Extract each line holding the word "when" from the entries.

**DATA FOR THE TASK:**
========

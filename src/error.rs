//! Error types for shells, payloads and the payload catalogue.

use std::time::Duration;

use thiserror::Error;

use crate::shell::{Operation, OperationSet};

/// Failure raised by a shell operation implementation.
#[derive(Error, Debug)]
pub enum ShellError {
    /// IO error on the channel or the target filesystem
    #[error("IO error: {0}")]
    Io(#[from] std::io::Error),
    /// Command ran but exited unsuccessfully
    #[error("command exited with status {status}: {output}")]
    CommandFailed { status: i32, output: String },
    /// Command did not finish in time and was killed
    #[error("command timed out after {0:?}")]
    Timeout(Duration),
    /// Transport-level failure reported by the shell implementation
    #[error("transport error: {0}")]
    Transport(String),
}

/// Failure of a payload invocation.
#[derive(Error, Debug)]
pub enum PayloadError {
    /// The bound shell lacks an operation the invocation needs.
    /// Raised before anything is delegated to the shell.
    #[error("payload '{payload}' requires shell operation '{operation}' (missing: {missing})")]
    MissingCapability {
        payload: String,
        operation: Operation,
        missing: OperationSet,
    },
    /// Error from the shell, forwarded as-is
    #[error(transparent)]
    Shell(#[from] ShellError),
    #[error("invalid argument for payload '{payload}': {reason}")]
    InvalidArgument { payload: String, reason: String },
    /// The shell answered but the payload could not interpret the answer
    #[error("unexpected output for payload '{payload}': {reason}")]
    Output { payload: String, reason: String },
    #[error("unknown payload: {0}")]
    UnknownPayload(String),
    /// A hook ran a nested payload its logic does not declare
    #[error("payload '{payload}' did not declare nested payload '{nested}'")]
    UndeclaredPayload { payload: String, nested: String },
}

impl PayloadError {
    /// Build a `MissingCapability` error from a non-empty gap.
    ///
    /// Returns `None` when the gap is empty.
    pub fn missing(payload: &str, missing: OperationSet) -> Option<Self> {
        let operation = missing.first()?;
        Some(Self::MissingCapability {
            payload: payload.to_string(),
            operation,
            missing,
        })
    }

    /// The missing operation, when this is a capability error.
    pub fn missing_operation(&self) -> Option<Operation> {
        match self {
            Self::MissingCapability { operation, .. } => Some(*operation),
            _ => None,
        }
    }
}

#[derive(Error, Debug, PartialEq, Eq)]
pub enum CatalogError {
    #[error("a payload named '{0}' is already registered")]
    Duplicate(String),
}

========

**YOUR SOLUTION:**
    /// Returns `None` when the gap is empty.
    /// The missing operation, when this is a capability error.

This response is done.